In total, €279 million will be released by end of 2016 for initial reception, emergency accommodation and flat-rate amounts of aid to communes, as well as to increase the staff of OFPRA, the French Office for the Protection of Refugees and Stateless Persons, which we have constantly been increasing since 2012, and OFII, the French Office for Immigration and Integration, as well as the national education system, which needs to take in pupils and parents, provide facilities for learning the French language and pass on our Republican values. Solidarity means guaranteeing a proper reception for refugees and asylum seekers. But such solidarity – and this point is very important for our fellow citizens, and one on which I give an undertaking to you – must not worsen the situation of our fellow citizens who need our help, who need the nation’s solidarity, because the argument that may be advanced is clear to us – that we help those who have just arrived but not those who have long been in difficulty.
That argument can be a cause of further division, which all the proponents of populism and gesture politics will be quick to exploit.
Throwing the spotlight on one emergency does not mean consigning all others to oblivion. We cannot offer an uncompromising assessment of the divisions besetting our society – as we ourselves did in this forum on 13 January 2015 – only to forget that priority the very next day.
It is therefore our task to ensure that everyone receives the assistance they need. For that reason, over the next 12 months, the funds earmarked for emergency accommodation and social care will be increased by €250 million, including €130 million next month, because it is our duty to apply the principles of solidarity.
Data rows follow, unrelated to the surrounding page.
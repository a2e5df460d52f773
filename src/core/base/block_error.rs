use super::{BlockType, SentinelRule};
use crate::utils;
use std::any::Any;
use std::fmt;
use std::sync::Arc;

pub trait SnapshotTrait: Any + fmt::Debug + utils::AsAny + Send + Sync {}
impl<T: Any + fmt::Debug + utils::AsAny + Send + Sync> SnapshotTrait for T {}
pub type Snapshot = dyn SnapshotTrait;

/// BlockError indicates the request was blocked by Sentinel.
/// It is the outcome of a blocked call, not an internal failure.
#[derive(Debug, Clone)]
pub struct BlockError {
    block_type: BlockType,
    resource: String,
    // block_msg provides additional message for the block error.
    block_msg: String,
    rule: Option<Arc<dyn SentinelRule>>,
    // snapshot_value represents the triggered "snapshot" value
    snapshot_value: Option<Arc<Snapshot>>,
}

impl PartialEq for BlockError {
    fn eq(&self, other: &BlockError) -> bool {
        self.block_type == other.block_type
            && self.resource == other.resource
            && self.block_msg == other.block_msg
    }
}

impl BlockError {
    pub fn new(block_type: BlockType, resource: String) -> Self {
        Self {
            block_type,
            resource,
            block_msg: String::new(),
            rule: None,
            snapshot_value: None,
        }
    }

    pub fn new_with_msg(block_type: BlockType, resource: String, block_msg: String) -> Self {
        Self {
            block_msg,
            ..Self::new(block_type, resource)
        }
    }

    pub fn new_with_cause(
        block_type: BlockType,
        resource: String,
        block_msg: String,
        rule: Arc<dyn SentinelRule>,
        snapshot_value: Arc<Snapshot>,
    ) -> Self {
        Self {
            block_type,
            resource,
            block_msg,
            rule: Some(rule),
            snapshot_value: Some(snapshot_value),
        }
    }

    pub fn block_type(&self) -> BlockType {
        self.block_type
    }

    /// `flow`, `degrade`, `system:<dimension>` or `authority`
    pub fn cause(&self) -> String {
        self.block_type.cause()
    }

    pub fn resource(&self) -> &str {
        &self.resource
    }

    pub fn block_msg(&self) -> &str {
        &self.block_msg
    }

    pub fn triggered_rule(&self) -> Option<Arc<dyn SentinelRule>> {
        self.rule.clone()
    }

    pub fn triggered_value(&self) -> Option<Arc<Snapshot>> {
        self.snapshot_value.clone()
    }

    /// The snapshot value downcast to its concrete type.
    pub fn triggered_value_as<T: Any>(&self) -> Option<&T> {
        self.snapshot_value
            .as_deref()
            .and_then(|value| value.as_any().downcast_ref::<T>())
    }
}

impl fmt::Display for BlockError {
    fn fmt(&self, f: &mut fmt::Formatter<'_>) -> fmt::Result {
        if self.block_msg.is_empty() {
            write!(
                f,
                "SentinelBlockError: {}, resource: {}",
                self.block_type, self.resource
            )
        } else {
            write!(
                f,
                "SentinelBlockError: {}, resource: {}, message: {}",
                self.block_type, self.resource, self.block_msg
            )
        }
    }
}

impl std::error::Error for BlockError {}
//! mod `system` provides implementation of adaptive system protection.
//! It guards all the inbound traffic with the global inbound statistic
//! and the system load and CPU usage sampled in the background.

pub mod rule;
pub mod rule_manager;
pub mod slot;

pub use rule::*;
pub use rule_manager::*;
pub use slot::*;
Solidarity for refugees is part of an overarching migration policy which does not lose sight of its goals, which takes account of France’s realities, its demographics and its economic situation.
Will the face of France be changed? That is not the issue. What we want is for France to remain true to itself, to remain true to the message of welcome for refugees it has always expressed, while at the same time being able to maintain and consolidate national cohesion, and social cohesion.
Deputies, this government is taking clear, considered and firm action. But I repeat: nothing we do will be meaningful if Europe cannot succeed in finding and applying effective and sustainable solutions. That is the purpose of the proposals made by the French President, the German Chancellor and our two countries.
I wish to stress this, because current events require that I do so: for us there is consistency, especially in our relationship with Germany. What Germany does isn’t extraordinary for Europe one day and bad for Europe the next.
That is France’s strength: the constancy and the commitment of the President.
Faced with constantly increasing migrant flows, Europe, perhaps more than ever before in its history – and I am serious about this – must be able to find the right solutions, coordinated solutions, enabling events to be anticipated and not simply suffered. We are 28 countries, each with its own history, culture and geography. We naturally see things differently. There may be divisions – that is nothing new –, as was demonstrated by the meeting of the Justice and Home Affairs Council on 14 September.
But Europe must move beyond its divisions. Europe is facing its destiny and may be left out of history; we are all very aware of the gravity of our times. So we must show daring and imagination to to fill the gaps appearing before our very eyes.
I shall give two specific examples. The first concerns the excessive disparity of our asylum policies from one country to another, a fact exploited by people-smugglers.
The second: our external borders must be controlled, and controlled collectively.
That is not the case now and has not been for many years. The situation in Greece testifies to it every day, as does the decision taken on Sunday by Germany and then other countries to restore controls on those borders temporarily.
I say again: we shall not hesitate to take a similar decision.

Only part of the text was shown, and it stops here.